Your answer should be one number: how many lines below hold the word "IncDecOperator".

Material for this task —
⟨

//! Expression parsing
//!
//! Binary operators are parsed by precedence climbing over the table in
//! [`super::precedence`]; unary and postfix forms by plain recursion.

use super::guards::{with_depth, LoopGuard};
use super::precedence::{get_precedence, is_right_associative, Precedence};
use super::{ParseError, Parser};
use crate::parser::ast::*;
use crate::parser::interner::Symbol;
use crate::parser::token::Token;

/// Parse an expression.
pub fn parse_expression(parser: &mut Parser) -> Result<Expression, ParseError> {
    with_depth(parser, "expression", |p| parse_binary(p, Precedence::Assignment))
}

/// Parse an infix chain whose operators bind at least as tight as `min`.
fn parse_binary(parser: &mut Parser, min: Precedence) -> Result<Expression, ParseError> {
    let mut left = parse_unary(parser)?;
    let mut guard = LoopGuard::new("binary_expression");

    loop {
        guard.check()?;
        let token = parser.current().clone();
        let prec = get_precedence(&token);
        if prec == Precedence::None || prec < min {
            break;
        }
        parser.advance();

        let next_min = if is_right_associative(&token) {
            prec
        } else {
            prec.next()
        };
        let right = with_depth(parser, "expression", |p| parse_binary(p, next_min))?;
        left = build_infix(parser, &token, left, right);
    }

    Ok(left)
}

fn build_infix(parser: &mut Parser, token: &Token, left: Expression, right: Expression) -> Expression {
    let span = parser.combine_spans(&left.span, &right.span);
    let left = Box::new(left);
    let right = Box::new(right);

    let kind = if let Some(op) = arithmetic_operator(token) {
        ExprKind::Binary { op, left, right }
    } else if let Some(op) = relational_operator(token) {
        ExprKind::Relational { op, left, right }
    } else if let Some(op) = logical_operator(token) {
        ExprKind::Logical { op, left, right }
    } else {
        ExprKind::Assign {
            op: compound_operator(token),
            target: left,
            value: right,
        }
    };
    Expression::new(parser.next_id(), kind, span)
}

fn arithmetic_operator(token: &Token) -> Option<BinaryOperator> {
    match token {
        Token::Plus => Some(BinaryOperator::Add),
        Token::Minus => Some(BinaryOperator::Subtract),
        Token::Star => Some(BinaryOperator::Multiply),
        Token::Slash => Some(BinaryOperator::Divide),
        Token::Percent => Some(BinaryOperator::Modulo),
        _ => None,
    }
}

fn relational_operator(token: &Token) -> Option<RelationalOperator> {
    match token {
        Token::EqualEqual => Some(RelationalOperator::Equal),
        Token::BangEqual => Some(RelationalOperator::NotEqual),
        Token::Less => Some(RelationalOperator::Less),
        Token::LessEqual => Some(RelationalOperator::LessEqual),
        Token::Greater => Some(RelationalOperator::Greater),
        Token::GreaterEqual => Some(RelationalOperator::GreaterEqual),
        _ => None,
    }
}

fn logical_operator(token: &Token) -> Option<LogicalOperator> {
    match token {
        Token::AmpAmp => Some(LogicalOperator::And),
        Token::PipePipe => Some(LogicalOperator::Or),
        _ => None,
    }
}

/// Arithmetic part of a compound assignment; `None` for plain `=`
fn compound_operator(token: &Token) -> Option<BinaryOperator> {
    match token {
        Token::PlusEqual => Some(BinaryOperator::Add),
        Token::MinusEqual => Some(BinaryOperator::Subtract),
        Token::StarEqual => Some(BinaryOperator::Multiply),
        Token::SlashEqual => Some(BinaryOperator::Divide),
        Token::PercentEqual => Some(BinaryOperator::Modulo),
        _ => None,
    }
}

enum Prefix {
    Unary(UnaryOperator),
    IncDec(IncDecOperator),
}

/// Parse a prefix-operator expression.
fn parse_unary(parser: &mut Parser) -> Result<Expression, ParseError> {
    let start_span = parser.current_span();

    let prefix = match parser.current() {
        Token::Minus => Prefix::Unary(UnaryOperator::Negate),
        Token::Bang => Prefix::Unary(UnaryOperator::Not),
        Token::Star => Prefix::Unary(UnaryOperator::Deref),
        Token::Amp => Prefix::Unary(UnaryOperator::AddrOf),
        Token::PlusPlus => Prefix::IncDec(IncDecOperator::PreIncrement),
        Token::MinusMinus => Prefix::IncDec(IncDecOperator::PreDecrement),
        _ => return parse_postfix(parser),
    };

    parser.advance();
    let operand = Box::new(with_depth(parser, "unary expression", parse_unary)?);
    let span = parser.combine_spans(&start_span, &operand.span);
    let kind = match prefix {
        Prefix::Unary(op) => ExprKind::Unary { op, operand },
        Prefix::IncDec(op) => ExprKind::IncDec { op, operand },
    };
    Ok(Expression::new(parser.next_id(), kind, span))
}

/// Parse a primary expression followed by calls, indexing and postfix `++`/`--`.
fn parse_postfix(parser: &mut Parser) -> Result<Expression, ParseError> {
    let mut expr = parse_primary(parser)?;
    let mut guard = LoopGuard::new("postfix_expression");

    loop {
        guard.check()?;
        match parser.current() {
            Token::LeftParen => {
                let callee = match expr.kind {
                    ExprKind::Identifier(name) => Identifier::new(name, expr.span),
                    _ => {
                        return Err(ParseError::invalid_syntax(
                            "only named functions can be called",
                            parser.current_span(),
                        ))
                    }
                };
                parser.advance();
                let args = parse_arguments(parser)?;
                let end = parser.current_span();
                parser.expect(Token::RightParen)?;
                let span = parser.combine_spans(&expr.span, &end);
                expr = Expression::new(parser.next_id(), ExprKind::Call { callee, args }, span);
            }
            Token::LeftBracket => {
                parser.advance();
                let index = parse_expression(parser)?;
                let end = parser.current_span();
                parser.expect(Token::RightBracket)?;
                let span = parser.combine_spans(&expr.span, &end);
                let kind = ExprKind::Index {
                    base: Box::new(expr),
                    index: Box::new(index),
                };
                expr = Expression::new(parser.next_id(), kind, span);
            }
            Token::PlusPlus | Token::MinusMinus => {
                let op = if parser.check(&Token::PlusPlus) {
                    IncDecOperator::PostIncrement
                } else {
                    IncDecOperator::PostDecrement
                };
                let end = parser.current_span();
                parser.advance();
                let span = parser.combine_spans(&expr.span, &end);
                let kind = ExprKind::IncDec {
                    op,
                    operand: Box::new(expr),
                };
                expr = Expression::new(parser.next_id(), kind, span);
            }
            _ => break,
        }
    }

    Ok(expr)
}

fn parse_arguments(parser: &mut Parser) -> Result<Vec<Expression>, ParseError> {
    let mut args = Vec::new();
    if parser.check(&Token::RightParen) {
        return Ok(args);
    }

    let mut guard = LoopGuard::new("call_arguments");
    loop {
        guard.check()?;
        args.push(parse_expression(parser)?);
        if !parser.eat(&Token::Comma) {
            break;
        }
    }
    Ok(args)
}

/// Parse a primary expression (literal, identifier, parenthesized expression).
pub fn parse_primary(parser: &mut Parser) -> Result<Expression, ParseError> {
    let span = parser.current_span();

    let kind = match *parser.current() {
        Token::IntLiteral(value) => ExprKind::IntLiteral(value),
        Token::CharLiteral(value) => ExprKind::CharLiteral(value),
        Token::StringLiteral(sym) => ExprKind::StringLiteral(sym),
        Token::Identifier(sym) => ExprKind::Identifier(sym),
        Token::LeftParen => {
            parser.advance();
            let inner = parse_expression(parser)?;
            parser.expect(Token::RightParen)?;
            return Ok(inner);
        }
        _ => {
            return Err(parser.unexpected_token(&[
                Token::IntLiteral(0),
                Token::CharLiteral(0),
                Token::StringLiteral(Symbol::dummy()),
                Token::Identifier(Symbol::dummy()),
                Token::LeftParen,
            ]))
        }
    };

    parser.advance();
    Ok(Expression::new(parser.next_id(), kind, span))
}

⟩
⟨

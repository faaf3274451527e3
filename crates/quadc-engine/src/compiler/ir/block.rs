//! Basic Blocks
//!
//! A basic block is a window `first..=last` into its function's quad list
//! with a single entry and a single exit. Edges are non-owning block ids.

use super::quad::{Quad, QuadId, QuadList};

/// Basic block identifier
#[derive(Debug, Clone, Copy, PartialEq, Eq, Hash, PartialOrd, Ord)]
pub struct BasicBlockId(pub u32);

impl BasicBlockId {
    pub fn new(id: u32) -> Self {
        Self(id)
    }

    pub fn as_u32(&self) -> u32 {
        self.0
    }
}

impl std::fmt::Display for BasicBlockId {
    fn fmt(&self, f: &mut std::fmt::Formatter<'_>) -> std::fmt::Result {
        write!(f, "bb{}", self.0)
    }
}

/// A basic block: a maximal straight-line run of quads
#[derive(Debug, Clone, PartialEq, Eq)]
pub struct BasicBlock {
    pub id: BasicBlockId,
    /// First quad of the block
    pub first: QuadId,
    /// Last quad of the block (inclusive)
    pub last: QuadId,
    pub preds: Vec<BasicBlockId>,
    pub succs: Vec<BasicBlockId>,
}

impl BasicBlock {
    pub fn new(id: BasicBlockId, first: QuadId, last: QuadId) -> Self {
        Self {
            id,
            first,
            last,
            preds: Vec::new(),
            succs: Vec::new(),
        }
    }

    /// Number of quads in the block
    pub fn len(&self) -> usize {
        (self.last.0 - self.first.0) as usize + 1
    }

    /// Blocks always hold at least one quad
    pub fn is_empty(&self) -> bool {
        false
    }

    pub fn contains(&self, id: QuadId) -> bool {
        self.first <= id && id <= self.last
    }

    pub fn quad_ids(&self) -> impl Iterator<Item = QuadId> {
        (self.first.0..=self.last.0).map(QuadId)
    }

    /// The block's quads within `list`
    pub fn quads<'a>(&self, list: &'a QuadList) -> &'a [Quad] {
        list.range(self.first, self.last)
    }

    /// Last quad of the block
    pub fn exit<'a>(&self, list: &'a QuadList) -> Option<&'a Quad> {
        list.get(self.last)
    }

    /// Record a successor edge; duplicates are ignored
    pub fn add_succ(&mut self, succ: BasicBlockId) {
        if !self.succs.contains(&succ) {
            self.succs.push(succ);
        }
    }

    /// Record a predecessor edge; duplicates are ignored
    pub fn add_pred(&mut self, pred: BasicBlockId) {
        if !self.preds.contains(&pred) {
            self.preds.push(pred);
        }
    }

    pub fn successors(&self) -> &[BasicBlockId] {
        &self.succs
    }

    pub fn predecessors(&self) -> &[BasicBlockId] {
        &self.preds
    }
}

⟩
⟨

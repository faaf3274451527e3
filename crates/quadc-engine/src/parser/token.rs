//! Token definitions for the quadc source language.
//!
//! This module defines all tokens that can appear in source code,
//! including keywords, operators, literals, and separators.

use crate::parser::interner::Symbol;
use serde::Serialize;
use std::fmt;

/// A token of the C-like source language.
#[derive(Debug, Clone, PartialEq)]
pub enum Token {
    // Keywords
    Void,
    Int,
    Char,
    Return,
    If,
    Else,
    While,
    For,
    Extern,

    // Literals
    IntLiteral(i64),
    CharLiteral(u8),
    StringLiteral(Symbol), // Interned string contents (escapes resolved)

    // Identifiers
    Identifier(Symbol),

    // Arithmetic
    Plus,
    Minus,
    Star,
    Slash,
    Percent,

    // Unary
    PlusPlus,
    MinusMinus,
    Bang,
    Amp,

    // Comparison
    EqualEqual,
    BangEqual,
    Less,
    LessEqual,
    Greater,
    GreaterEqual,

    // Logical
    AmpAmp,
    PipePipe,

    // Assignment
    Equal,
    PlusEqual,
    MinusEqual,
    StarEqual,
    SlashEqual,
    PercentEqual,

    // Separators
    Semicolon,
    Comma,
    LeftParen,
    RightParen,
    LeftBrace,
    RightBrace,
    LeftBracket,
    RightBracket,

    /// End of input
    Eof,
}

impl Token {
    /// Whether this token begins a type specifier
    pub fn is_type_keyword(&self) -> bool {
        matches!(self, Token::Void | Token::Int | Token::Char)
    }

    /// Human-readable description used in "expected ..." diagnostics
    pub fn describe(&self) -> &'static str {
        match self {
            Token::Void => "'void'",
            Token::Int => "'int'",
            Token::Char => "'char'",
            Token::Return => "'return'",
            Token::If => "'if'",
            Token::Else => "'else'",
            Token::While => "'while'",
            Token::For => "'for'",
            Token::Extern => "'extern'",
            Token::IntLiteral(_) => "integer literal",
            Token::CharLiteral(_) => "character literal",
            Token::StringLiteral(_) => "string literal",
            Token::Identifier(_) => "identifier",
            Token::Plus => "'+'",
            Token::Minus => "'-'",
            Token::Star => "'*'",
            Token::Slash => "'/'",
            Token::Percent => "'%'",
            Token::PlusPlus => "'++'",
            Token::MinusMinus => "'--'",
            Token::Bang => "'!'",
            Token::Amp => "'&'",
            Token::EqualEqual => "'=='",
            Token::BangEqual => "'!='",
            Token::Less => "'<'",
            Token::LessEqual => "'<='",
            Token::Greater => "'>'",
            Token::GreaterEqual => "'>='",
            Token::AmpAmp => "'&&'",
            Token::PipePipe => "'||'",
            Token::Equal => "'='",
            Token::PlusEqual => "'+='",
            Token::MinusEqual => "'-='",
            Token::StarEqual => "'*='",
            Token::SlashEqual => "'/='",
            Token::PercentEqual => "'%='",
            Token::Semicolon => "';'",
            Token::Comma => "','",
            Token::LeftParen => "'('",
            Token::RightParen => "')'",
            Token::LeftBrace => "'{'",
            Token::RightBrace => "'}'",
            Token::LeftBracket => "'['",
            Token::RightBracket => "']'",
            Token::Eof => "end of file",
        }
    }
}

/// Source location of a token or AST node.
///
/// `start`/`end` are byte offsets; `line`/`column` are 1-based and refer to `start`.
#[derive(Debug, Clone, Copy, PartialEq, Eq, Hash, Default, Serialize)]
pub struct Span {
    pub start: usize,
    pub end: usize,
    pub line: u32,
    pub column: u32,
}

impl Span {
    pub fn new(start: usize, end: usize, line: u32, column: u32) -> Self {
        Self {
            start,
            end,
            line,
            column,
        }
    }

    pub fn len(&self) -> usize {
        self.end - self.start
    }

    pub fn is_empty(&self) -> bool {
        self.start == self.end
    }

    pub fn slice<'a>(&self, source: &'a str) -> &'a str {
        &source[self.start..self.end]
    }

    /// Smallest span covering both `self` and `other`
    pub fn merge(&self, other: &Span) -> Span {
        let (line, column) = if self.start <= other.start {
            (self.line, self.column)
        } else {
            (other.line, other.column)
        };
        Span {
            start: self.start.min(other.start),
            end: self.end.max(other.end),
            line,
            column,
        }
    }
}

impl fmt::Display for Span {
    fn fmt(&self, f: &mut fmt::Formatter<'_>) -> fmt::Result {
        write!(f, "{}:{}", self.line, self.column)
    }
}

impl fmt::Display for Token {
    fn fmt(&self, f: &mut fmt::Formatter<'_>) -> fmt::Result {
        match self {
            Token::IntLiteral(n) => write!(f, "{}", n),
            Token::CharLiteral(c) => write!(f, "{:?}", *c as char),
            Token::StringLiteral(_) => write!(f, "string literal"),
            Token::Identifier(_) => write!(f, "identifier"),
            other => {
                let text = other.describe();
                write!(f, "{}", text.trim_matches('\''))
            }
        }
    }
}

⟩

Reply — 5